François Hotman (23 August 1524 – 12 February 1590) was a French lawyer and writer, associated with the legal humanists and with the monarchomaques, who struggled against absolute monarchy. His first name is often written 'Francis' in English. His surname is Latinized by himself as Hotomanus, by others as Hotomannus and Hottomannus. He has been called "one of the first modern revolutionaries".

== Biography ==

He was born in Paris, the eldest son of Pierre Hotman (1485–1554), Seigneur de Villers-St-Paul, jure uxoris and Paule de Marle, heiress of the Seigneurie de Vaugien and Villers-St-Paul. His grandfather Lambert Hotman, a Silesian burgher, emigrating from Emmerich, (in the Duchy of Cleves), had left his native country to go to France with Engelbert, Count of Nevers. His father Pierre was a lawyer, practising at the Paris Bar. Around the time of Francois' birth, Pierre was appointed to an official position in the Department of Woods and Forests (known as the 'Marble Table'). By this time, the Hotman family, that is, Pierre, his brothers and uncles, were one of the most important legal families in France.

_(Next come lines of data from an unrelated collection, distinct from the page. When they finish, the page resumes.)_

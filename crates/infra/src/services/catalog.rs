//! Fee catalog: define, update, delete and read fee structures.

use serde_json::Value as JsonValue;
use tracing::{info, instrument};

use feeledger_billing::{
    AcademicYear, DefineFeeStructure, DeleteFeeStructure, FeeComponent, FeeStructure,
    FeeStructureCommand, FeeStructureId, FeeStructurePatch, LateFeePolicy, UpdateFeeStructure,
};
use feeledger_events::{EventBus, EventEnvelope};

use crate::command_dispatcher::DispatchError;
use crate::engine::{BillingContext, BillingEngine, BillingError, BillingResult};
use crate::event_store::EventStore;
use crate::projections::FeeStructureReadModel;

#[derive(Debug, Clone, PartialEq, Eq)]
pub struct DefineStructure {
    pub name: String,
    pub academic_year: AcademicYear,
    pub cohort_groups: Vec<String>,
    pub description: Option<String>,
    pub components: Vec<FeeComponent>,
    pub late_fee: Option<LateFeePolicy>,
}

impl<S, B> BillingEngine<S, B>
where
    S: EventStore,
    B: EventBus<EventEnvelope<JsonValue>>,
{
    #[instrument(skip(self, request), fields(tenant_id = %ctx.tenant_id, name = %request.name))]
    pub fn define_structure(
        &self,
        ctx: &BillingContext,
        request: DefineStructure,
    ) -> BillingResult<FeeStructureReadModel> {
        let structure_id =
            FeeStructureId::for_definition(ctx.tenant_id, &request.academic_year, &request.name);
        let cmd = FeeStructureCommand::Define(DefineFeeStructure {
            tenant_id: ctx.tenant_id,
            structure_id,
            name: request.name,
            academic_year: request.academic_year,
            cohort_groups: request.cohort_groups,
            description: request.description,
            components: request.components,
            late_fee: request.late_fee,
            defined_by: ctx.actor_id,
            occurred_at: self.clock.now(),
        });

        // Two concurrent definitions of one name race on an empty stream; the
        // loser is a duplicate, not a retryable conflict.
        self.execute(
            ctx.tenant_id,
            structure_id.0,
            FeeStructure::AGGREGATE_TYPE,
            &cmd,
            false,
            |_, id| FeeStructure::empty(FeeStructureId::new(id)),
        )
        .map_err(|e| match e {
            DispatchError::Concurrency(_) => DispatchError::Conflict(
                "a fee structure with this name already exists for the academic year".to_string(),
            ),
            other => other,
        })?;

        let view = self.structure_view(ctx, structure_id)?;
        info!(structure_id = %structure_id, annual_total = view.annual_total.minor(), "fee structure defined");
        Ok(view)
    }

    #[instrument(skip(self, patch), fields(tenant_id = %ctx.tenant_id, structure_id = %structure_id))]
    pub fn update_structure(
        &self,
        ctx: &BillingContext,
        structure_id: FeeStructureId,
        patch: FeeStructurePatch,
    ) -> BillingResult<FeeStructureReadModel> {
        let cmd = FeeStructureCommand::Update(UpdateFeeStructure {
            tenant_id: ctx.tenant_id,
            structure_id,
            patch,
            updated_by: ctx.actor_id,
            occurred_at: self.clock.now(),
        });
        self.execute(
            ctx.tenant_id,
            structure_id.0,
            FeeStructure::AGGREGATE_TYPE,
            &cmd,
            true,
            |_, id| FeeStructure::empty(FeeStructureId::new(id)),
        )?;

        let view = self.structure_view(ctx, structure_id)?;
        info!(annual_total = view.annual_total.minor(), "fee structure updated");
        Ok(view)
    }

    /// Delete a structure that no invoice references.
    ///
    /// The structure lock is held across the dependency check and the delete,
    /// and generation holds the same lock for its whole run.
    #[instrument(skip(self), fields(tenant_id = %ctx.tenant_id, structure_id = %structure_id))]
    pub fn delete_structure(
        &self,
        ctx: &BillingContext,
        structure_id: FeeStructureId,
    ) -> BillingResult<()> {
        self.locks.with_lock(ctx.tenant_id, structure_id.0, || {
            let structure = self.load_structure(ctx.tenant_id, structure_id)?;
            structure.ensure_visible_to(ctx.tenant_id)?;

            let dependents = self
                .projections
                .invoices
                .count_for_structure(ctx.tenant_id, structure_id);
            if dependents > 0 {
                return Err(BillingError::from(DispatchError::Conflict(format!(
                    "fee structure is referenced by {dependents} invoice(s)"
                ))));
            }

            let cmd = FeeStructureCommand::Delete(DeleteFeeStructure {
                tenant_id: ctx.tenant_id,
                structure_id,
                deleted_by: ctx.actor_id,
                occurred_at: self.clock.now(),
            });
            self.execute_locked(
                ctx.tenant_id,
                structure_id.0,
                FeeStructure::AGGREGATE_TYPE,
                &cmd,
                false,
                |_, id| FeeStructure::empty(FeeStructureId::new(id)),
            )?;
            info!("fee structure deleted");
            Ok(())
        })
    }

    pub fn get_structure(
        &self,
        ctx: &BillingContext,
        structure_id: FeeStructureId,
    ) -> BillingResult<FeeStructureReadModel> {
        self.projections
            .fee_structures
            .get(ctx.tenant_id, &structure_id)
            .ok_or_else(BillingError::not_found)
    }

    pub fn list_structures(
        &self,
        ctx: &BillingContext,
        academic_year: Option<&AcademicYear>,
    ) -> Vec<FeeStructureReadModel> {
        self.projections
            .fee_structures
            .list(ctx.tenant_id, academic_year)
    }

    /// Current state straight from the stream, independent of projection lag.
    fn structure_view(
        &self,
        ctx: &BillingContext,
        structure_id: FeeStructureId,
    ) -> BillingResult<FeeStructureReadModel> {
        let structure = self.load_structure(ctx.tenant_id, structure_id)?;
        FeeStructureReadModel::from_structure(&structure).ok_or_else(BillingError::not_found)
    }
}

Pierre, a zealous Catholic and a counsellor of the parlement of Paris, intended his son for the law, and sent him at the age of fifteen to the University of Orléans. He obtained his doctorate in three years, and returned to Paris. The work of a practising lawyer was not to his taste; he turned to jurisprudence and literature, and in 1546 was appointed lecturer in Roman Law at the University of Paris. The fortitude of Anne Dubourg under torture made him a Huguenot Protestant.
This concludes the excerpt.